Even chaos is a gift, when it follows a five-year curse. In the Afghan capital of Kabul, as in other cities suddenly set free from the Taliban's medieval rule, the streets smelled of blood and joy. Taliban warriors who had promised a fight to the death disappeared in the middle of the night like a long bad dream, and by morning the people were throwing flowers at the tanks as Northern Alliance commanders rode victorious into town. There were summary executions. Bodies of the Taliban's Arab and Pakistani fighters were branded with the mark of contempt reserved for mercenaries: Afghan bills were stuffed up their noses or into their head wounds. Wounded fighters were cornered by mobs, then shot and beaten to death, their corpses left in the streets. Yet despite the scattered fire fights, the fear of a power vacuum and the threat of renewed civil war, veterans of Afghanistan's endless years of carnage called last week's stunning reversal of fortunes the least bloody transition of power in memory. "I knew we'd beat the Talibs," said a grinning commander of an armored unit, "but I never thought it'd be this easy."

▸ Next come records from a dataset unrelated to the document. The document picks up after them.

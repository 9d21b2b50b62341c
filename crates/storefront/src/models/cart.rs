//! Session cart.
//!
//! The cart is stored in the visitor's session, not in the database. Prices
//! are never trusted from the cart: checkout reprices every line against the
//! current catalog.

use serde::{Deserialize, Serialize};

use jademart_core::ProductId;

/// Maximum distinct lines a cart may hold.
pub const MAX_CART_LINES: usize = 50;

/// Maximum quantity per line.
pub const MAX_LINE_QUANTITY: u32 = 99;

/// A single cart line: product and quantity only.
#[derive(Debug, Clone, PartialEq, Eq, Serialize, Deserialize)]
pub struct CartLine {
    pub product_id: ProductId,
    pub quantity: u32,
}

/// The session cart.
#[derive(Debug, Clone, Default, Serialize, Deserialize)]
pub struct Cart {
    pub items: Vec<CartLine>,
}

/// Errors from cart mutations.
#[derive(thiserror::Error, Debug, Clone, PartialEq, Eq)]
pub enum CartError {
    #[error("quantity must be between 1 and {MAX_LINE_QUANTITY}")]
    InvalidQuantity,
    #[error("cart is full (max {MAX_CART_LINES} lines)")]
    Full,
    #[error("product is not in the cart")]
    LineNotFound,
}

impl Cart {
    /// Add `quantity` of a product, merging with an existing line.
    ///
    /// # Errors
    ///
    /// Returns `CartError::InvalidQuantity` if the quantity is zero or the
    /// merged line would exceed the per-line cap, and `CartError::Full` when
    /// the cart already holds the maximum number of distinct lines.
    pub fn add(&mut self, product_id: ProductId, quantity: u32) -> Result<(), CartError> {
        if quantity == 0 || quantity > MAX_LINE_QUANTITY {
            return Err(CartError::InvalidQuantity);
        }

        if let Some(line) = self.items.iter_mut().find(|l| l.product_id == product_id) {
            let merged = line.quantity.saturating_add(quantity);
            if merged > MAX_LINE_QUANTITY {
                return Err(CartError::InvalidQuantity);
            }
            line.quantity = merged;
            return Ok(());
        }

        if self.items.len() >= MAX_CART_LINES {
            return Err(CartError::Full);
        }

        self.items.push(CartLine {
            product_id,
            quantity,
        });
        Ok(())
    }

    /// Set a line's quantity exactly. A quantity of zero removes the line.
    ///
    /// # Errors
    ///
    /// Returns `CartError::LineNotFound` if the product isn't in the cart,
    /// or `CartError::InvalidQuantity` above the per-line cap.
    pub fn set_quantity(&mut self, product_id: ProductId, quantity: u32) -> Result<(), CartError> {
        if quantity > MAX_LINE_QUANTITY {
            return Err(CartError::InvalidQuantity);
        }

        let Some(index) = self.items.iter().position(|l| l.product_id == product_id) else {
            return Err(CartError::LineNotFound);
        };

        if quantity == 0 {
            self.items.remove(index);
        } else {
            self.items[index].quantity = quantity;
        }
        Ok(())
    }

    /// Remove a line.
    ///
    /// # Errors
    ///
    /// Returns `CartError::LineNotFound` if the product isn't in the cart.
    pub fn remove(&mut self, product_id: ProductId) -> Result<(), CartError> {
        let Some(index) = self.items.iter().position(|l| l.product_id == product_id) else {
            return Err(CartError::LineNotFound);
        };
        self.items.remove(index);
        Ok(())
    }

    /// True if the cart has no lines.
    #[must_use]
    pub fn is_empty(&self) -> bool {
        self.items.is_empty()
    }

    /// Total number of units across all lines.
    #[must_use]
    pub fn unit_count(&self) -> u32 {
        self.items.iter().map(|l| l.quantity).sum()
    }
}

#[cfg(test)]
#[allow(clippy::unwrap_used)]
mod tests {
    use super::*;

    #[test]
    fn test_add_merges_lines() {
        let mut cart = Cart::default();
        cart.add(ProductId::new(1), 2).unwrap();
        cart.add(ProductId::new(1), 3).unwrap();
        assert_eq!(cart.items.len(), 1);
        assert_eq!(cart.items[0].quantity, 5);
    }

    #[test]
    fn test_add_rejects_zero_and_overflow() {
        let mut cart = Cart::default();
        assert_eq!(
            cart.add(ProductId::new(1), 0),
            Err(CartError::InvalidQuantity)
        );
        cart.add(ProductId::new(1), MAX_LINE_QUANTITY).unwrap();
        assert_eq!(
            cart.add(ProductId::new(1), 1),
            Err(CartError::InvalidQuantity)
        );
    }

    #[test]
    fn test_set_quantity_zero_removes() {
        let mut cart = Cart::default();
        cart.add(ProductId::new(7), 2).unwrap();
        cart.set_quantity(ProductId::new(7), 0).unwrap();
        assert!(cart.is_empty());
    }

    #[test]
    fn test_remove_missing_line() {
        let mut cart = Cart::default();
        assert_eq!(cart.remove(ProductId::new(9)), Err(CartError::LineNotFound));
    }

    #[test]
    fn test_cart_line_cap() {
        let mut cart = Cart::default();
        for i in 0..MAX_CART_LINES {
            cart.add(ProductId::new(i32::try_from(i).unwrap() + 1), 1)
                .unwrap();
        }
        assert_eq!(
            cart.add(ProductId::new(1000), 1),
            Err(CartError::Full)
        );
    }

    #[test]
    fn test_unit_count() {
        let mut cart = Cart::default();
        cart.add(ProductId::new(1), 2).unwrap();
        cart.add(ProductId::new(2), 3).unwrap();
        assert_eq!(cart.unit_count(), 5);
    }
}
//! Database operations for the admin panel.
//!
//! The admin binary holds two pools:
//!
//! - **admin database** (`jm_admin`, schema `admin`): admin accounts and
//!   admin sessions. Migrations live in `crates/admin/migrations/`.
//! - **shop database** (`jm_shop`, schema `shop`): the catalog, orders,
//!   invoices, content and fleet tables owned by the storefront's
//!   migrations. The admin writes to them but never migrates them.
//!
//! ```bash
//! cargo run -p jademart-cli -- migrate admin
//! ```

pub mod admin_users;
pub mod catalog;
pub mod content;
pub mod dashboard;
pub mod invoices;
pub mod logistics;
pub mod newsletter;
pub mod orders;

use std::time::Duration;

use secrecy::ExposeSecret;
use sqlx::PgPool;
use sqlx::postgres::PgPoolOptions;
use thiserror::Error;

pub use admin_users::AdminUserRepository;
pub use catalog::{BrandRepository, CategoryRepository, ProductRepository};
pub use content::ContentRepository;
pub use dashboard::DashboardRepository;
pub use invoices::InvoiceRepository;
pub use logistics::LogisticsRepository;
pub use newsletter::NewsletterRepository;
pub use orders::OrderRepository;

/// Errors that can occur during repository operations.
#[derive(Debug, Error)]
pub enum RepositoryError {
    /// Database error from sqlx.
    #[error("database error: {0}")]
    Database(#[from] sqlx::Error),

    /// Data in the database is corrupted or invalid.
    #[error("data corruption: {0}")]
    DataCorruption(String),

    /// Requested entity was not found.
    #[error("not found")]
    NotFound,

    /// Constraint violation (e.g., unique slug or plate).
    #[error("constraint violation: {0}")]
    Conflict(String),
}

impl RepositoryError {
    /// Map a unique-violation database error to `Conflict`, leaving other
    /// errors as `Database`.
    fn from_unique(err: sqlx::Error, conflict_message: &str) -> Self {
        if let sqlx::Error::Database(db_err) = &err
            && db_err.is_unique_violation()
        {
            return Self::Conflict(conflict_message.to_string());
        }
        Self::Database(err)
    }
}

/// Create a `PostgreSQL` connection pool with sensible defaults.
///
/// # Errors
///
/// Returns `sqlx::Error` if the connection cannot be established.
pub async fn create_pool(database_url: &secrecy::SecretString) -> Result<PgPool, sqlx::Error> {
    PgPoolOptions::new()
        .max_connections(10)
        .min_connections(2)
        .acquire_timeout(Duration::from_secs(10))
        .connect(database_url.expose_secret())
        .await
}

/// Shorthand for mapping a stored enum string into its domain type.
fn corrupt(what: &str, detail: impl std::fmt::Display) -> RepositoryError {
    RepositoryError::DataCorruption(format!("invalid {what} in database: {detail}"))
}
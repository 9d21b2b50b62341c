//! Document reference number formatting.
//!
//! Orders and invoices carry human-readable reference numbers built from the
//! issue month and a per-month sequence counter:
//!
//! - orders: `ORD-YYYYMM-####`
//! - one-time invoices: `INV-YYYYMM-####`
//! - period invoices: `PER-YYYYMM-X-##-###` where `X` is the billing-cycle
//!   initial (`M` monthly, `Q` quarterly), `##` the zero-padded cycle day and
//!   `###` the counter.
//!
//! The sequence numbers themselves come from the `shop.counter` table
//! (atomic upsert-increment); this module only formats.

use chrono::Datelike;
use serde::{Deserialize, Serialize};

/// Counter kinds, one sequence space per kind per month.
#[derive(Debug, Clone, Copy, PartialEq, Eq, Hash, Serialize, Deserialize)]
#[serde(rename_all = "snake_case")]
pub enum CounterKind {
    Order,
    Invoice,
    Period,
}

impl CounterKind {
    /// Stored spelling of the kind.
    #[must_use]
    pub const fn as_str(self) -> &'static str {
        match self {
            Self::Order => "order",
            Self::Invoice => "invoice",
            Self::Period => "period",
        }
    }
}

/// Billing cycle for period invoices.
#[derive(Debug, Clone, Copy, PartialEq, Eq, Hash, Serialize, Deserialize)]
#[serde(rename_all = "snake_case")]
pub enum BillingCycle {
    Monthly,
    Quarterly,
}

impl BillingCycle {
    /// The single-letter cycle marker embedded in period references.
    #[must_use]
    pub const fn initial(self) -> char {
        match self {
            Self::Monthly => 'M',
            Self::Quarterly => 'Q',
        }
    }
}

impl std::str::FromStr for BillingCycle {
    type Err = String;

    fn from_str(s: &str) -> Result<Self, Self::Err> {
        match s {
            "monthly" => Ok(Self::Monthly),
            "quarterly" => Ok(Self::Quarterly),
            _ => Err(format!("invalid billing cycle: {s}")),
        }
    }
}

impl std::fmt::Display for BillingCycle {
    fn fmt(&self, f: &mut std::fmt::Formatter<'_>) -> std::fmt::Result {
        match self {
            Self::Monthly => write!(f, "monthly"),
            Self::Quarterly => write!(f, "quarterly"),
        }
    }
}

/// `YYYYMM` block for a date.
#[must_use]
pub fn year_month(date: impl Datelike) -> String {
    format!("{:04}{:02}", date.year(), date.month())
}

/// Format an order reference: `ORD-YYYYMM-####`.
#[must_use]
pub fn order_reference(date: impl Datelike, seq: i32) -> String {
    format!("ORD-{}-{seq:04}", year_month(date))
}

/// Format a one-time invoice reference: `INV-YYYYMM-####`.
#[must_use]
pub fn invoice_reference(date: impl Datelike, seq: i32) -> String {
    format!("INV-{}-{seq:04}", year_month(date))
}

/// Format a period invoice reference: `PER-YYYYMM-X-##-###`.
#[must_use]
pub fn period_reference(date: impl Datelike, cycle: BillingCycle, cycle_day: u8, seq: i32) -> String {
    format!(
        "PER-{}-{}-{cycle_day:02}-{seq:03}",
        year_month(date),
        cycle.initial()
    )
}

#[cfg(test)]
#[allow(clippy::unwrap_used)]
mod tests {
    use super::*;
    use chrono::NaiveDate;

    fn date(y: i32, m: u32, d: u32) -> NaiveDate {
        NaiveDate::from_ymd_opt(y, m, d).unwrap()
    }

    #[test]
    fn test_order_reference() {
        assert_eq!(order_reference(date(2026, 3, 15), 7), "ORD-202603-0007");
        assert_eq!(order_reference(date(2026, 12, 1), 1234), "ORD-202612-1234");
    }

    #[test]
    fn test_invoice_reference() {
        assert_eq!(invoice_reference(date(2026, 1, 31), 42), "INV-202601-0042");
    }

    #[test]
    fn test_period_reference() {
        assert_eq!(
            period_reference(date(2026, 7, 1), BillingCycle::Monthly, 5, 3),
            "PER-202607-M-05-003"
        );
        assert_eq!(
            period_reference(date(2026, 7, 1), BillingCycle::Quarterly, 28, 120),
            "PER-202607-Q-28-120"
        );
    }

    #[test]
    fn test_counter_kind_spelling() {
        assert_eq!(CounterKind::Order.as_str(), "order");
        assert_eq!(CounterKind::Invoice.as_str(), "invoice");
        assert_eq!(CounterKind::Period.as_str(), "period");
    }

    #[test]
    fn test_billing_cycle_roundtrip() {
        assert_eq!("monthly".parse::<BillingCycle>().unwrap(), BillingCycle::Monthly);
        assert_eq!(BillingCycle::Quarterly.to_string(), "quarterly");
        assert_eq!(BillingCycle::Quarterly.initial(), 'Q');
    }
}
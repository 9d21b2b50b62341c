//! Checkout route handler.
//!
//! Turns the session cart into an order: every line is repriced against the
//! live catalog, the shipping fee policy is applied server-side, the `ORD`
//! reference is allocated, and stock is decremented, all inside the order
//! transaction. Online payments additionally get a hosted-checkout URL.

use axum::{Json, extract::State};
use serde::Deserialize;
use serde_json::{Value, json};
use tower_sessions::Session;
use tracing::instrument;

use jademart_core::{PaymentMethod, Price};

use crate::db::{CatalogRepository, OrderRepository, RepositoryError};
use crate::db::orders::{NewOrder, NewOrderLine};
use crate::error::{AppError, Result};
use crate::middleware::auth::RequireAuth;
use crate::models::cart::Cart;
use crate::models::order::ShippingDetails;
use crate::routes::cart::{load_cart, save_cart};
use crate::state::AppState;

/// Checkout payload.
#[derive(Debug, Deserialize)]
pub struct CheckoutRequest {
    pub payment_method: PaymentMethod,
    pub recipient: String,
    pub phone: String,
    pub address: String,
    pub note: Option<String>,
}

/// POST /checkout
#[instrument(skip(state, session, request))]
pub async fn checkout(
    State(state): State<AppState>,
    RequireAuth(user): RequireAuth,
    session: Session,
    Json(request): Json<CheckoutRequest>,
) -> Result<Json<Value>> {
    let cart = load_cart(&session).await?;
    if cart.is_empty() {
        return Err(AppError::BadRequest("cart is empty".to_owned()));
    }

    let shipping = validate_shipping(&request)?;

    // Reprice every line against the live catalog
    let catalog = CatalogRepository::new(state.pool());
    let ids: Vec<_> = cart.items.iter().map(|l| l.product_id).collect();
    let products = catalog.get_products_by_ids(&ids).await?;

    let mut lines = Vec::with_capacity(cart.items.len());
    let mut subtotal = Price::ZERO;

    for line in &cart.items {
        let product = products
            .iter()
            .find(|p| p.id == line.product_id)
            .ok_or_else(|| {
                AppError::Conflict(format!(
                    "product {} is no longer available",
                    line.product_id
                ))
            })?;

        let line_total = product
            .price
            .checked_mul_qty(line.quantity)
            .map_err(|e| AppError::Internal(format!("order total overflow: {e}")))?;
        subtotal = subtotal
            .checked_add(line_total)
            .map_err(|e| AppError::Internal(format!("order total overflow: {e}")))?;

        lines.push(NewOrderLine {
            product_id: product.id,
            name: product.name.clone(),
            unit_price: product.price,
            quantity: line.quantity,
        });
    }

    let shipping_fee = shipping_fee_for(&state, subtotal)?;
    let total = subtotal
        .checked_add(shipping_fee)
        .map_err(|e| AppError::Internal(format!("order total overflow: {e}")))?;

    let orders = OrderRepository::new(state.pool());
    let order = orders
        .create(&NewOrder {
            user_id: user.id,
            payment_method: request.payment_method,
            shipping,
            note: request.note.filter(|n| !n.trim().is_empty()),
            lines,
            subtotal,
            shipping_fee,
            total,
        })
        .await
        .map_err(|e| match e {
            RepositoryError::Conflict(msg) => AppError::Conflict(msg),
            other => AppError::Database(other),
        })?;

    tracing::info!(reference = %order.reference, user_id = %user.id, "order placed");

    // The cart is consumed by a successful checkout
    save_cart(&session, &Cart::default()).await?;

    let mut body = json!({ "order": order });

    if request.payment_method == PaymentMethod::Online {
        let return_url = format!("{}/orders/{}", state.config().base_url, order.reference);
        let gateway_session = state
            .payments()
            .create_checkout(&order.reference, order.total, &return_url)
            .await?;

        body["payment"] = json!({
            "session_id": gateway_session.session_id,
            "checkout_url": gateway_session.checkout_url,
        });
    }

    Ok(Json(body))
}

fn validate_shipping(request: &CheckoutRequest) -> Result<ShippingDetails> {
    let recipient = request.recipient.trim();
    let phone = request.phone.trim();
    let address = request.address.trim();

    if recipient.is_empty() || recipient.len() > 100 {
        return Err(AppError::BadRequest("recipient name is required".to_owned()));
    }
    if phone.is_empty() || phone.len() > 30 {
        return Err(AppError::BadRequest("phone number is required".to_owned()));
    }
    if address.is_empty() || address.len() > 500 {
        return Err(AppError::BadRequest("delivery address is required".to_owned()));
    }

    Ok(ShippingDetails {
        recipient: recipient.to_owned(),
        phone: phone.to_owned(),
        address: address.to_owned(),
    })
}

/// Flat fee below the free-shipping threshold, zero at or above it.
fn shipping_fee_for(state: &AppState, subtotal: Price) -> Result<Price> {
    let policy = &state.config().shipping;
    if subtotal.amount() >= policy.free_threshold {
        return Ok(Price::ZERO);
    }
    Price::new(policy.flat_fee)
        .map_err(|e| AppError::Internal(format!("invalid shipping fee configuration: {e}")))
}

And it probably won't be, Pentagon officials warned. No one was ready to count the Taliban defeated for good; any victory born of treachery is hard to trust for long. Some Taliban fighters raced to switch sides to whoever offered the better deal, but others, for whom this is a holy war, blew themselves up with hand grenades before they would surrender to infidels. A week that began with warriors on horseback streaming down into shredded villages ended with U.S. commandos guiding bombers with laser beams. Other planes dropped leaflets promising a $25 million reward for the capture of Osama bin Laden, even though the hunters were unsure whether he was still in the country or in the hands of a plastic surgeon somewhere.
Freed from theocracy, Afghan men ignored the call to prayer, preferring instead to line up for their first shave in five years. They rubbed their faces, savoring the feeling of bare skin. Children climbed to a high, windy point atop the ruins to fly the kites that the mullahs had banned as frivolous. On Tuesday night, the lights of Kabul came on for the first time in weeks. You could hear music for the first time in years. Families and merchants dug up their television sets, their VCRs and tape players; they swapped pictures of movie stars and reveled in irreverence. One group of men played soccer in the Thursday sun, the game for once not interrupted by a public execution in the stadium. Fans were actually allowed to clap and cheer, the players to wear shorts. It will take some time to sweep all the bullet casings from the field.
As for the women, so long smothered in commandments, it was the greatest pageant of mass liberation since the fight for suffrage. Female faces, shy and bright, emerged from the dark cellars of house arrest. In Mazar-i-Sharif they threw off their floor-length shrouds in front of the shrine to Ali, nephew of the Prophet Muhammad, and stomped on them. In Kabul families went for joyrides through the streets, a teenage girl with her veil off laughing and waving at the crowds she could at last see without a scrim. When Northern Alliance fighters seized the headquarters of Radio Afghanistan, they installed three women as newscasters. Women walked the streets without chaperones; they looked up and felt the sun on their skin; they went down to the river to wash.
For Americans who had watched the war from afar with a growing sense of dread (How long would this last? Could the Alliance hold? Were we making more Muslim enemies with each passing day?), the sight of jubilation was a holiday gift, a reminder of reasons the war was worth fighting beyond those of basic self-defense. "It feels like we've all been released from prison," said a young man in Kabul, "that the whole of Afghanistan has been released from prison." And yet when Taliban leader Mullah Omar was rumored to be abandoning his spiritual stronghold of Kandahar, it was hard to know if he was retreating or regrouping. A city in a desert is impossible to defend, but a fortress in the mountains is hard to defeat. Even as he dissolved into the smoke, Mullah Omar offered his last will and testament: that this war would be one in which America would perish. And so even in victory last week, the U.S. and its allies knew they were still in a race, to unravel this network and unmask its secret soldiers before they bring the battle for their land back here, once more, to ours.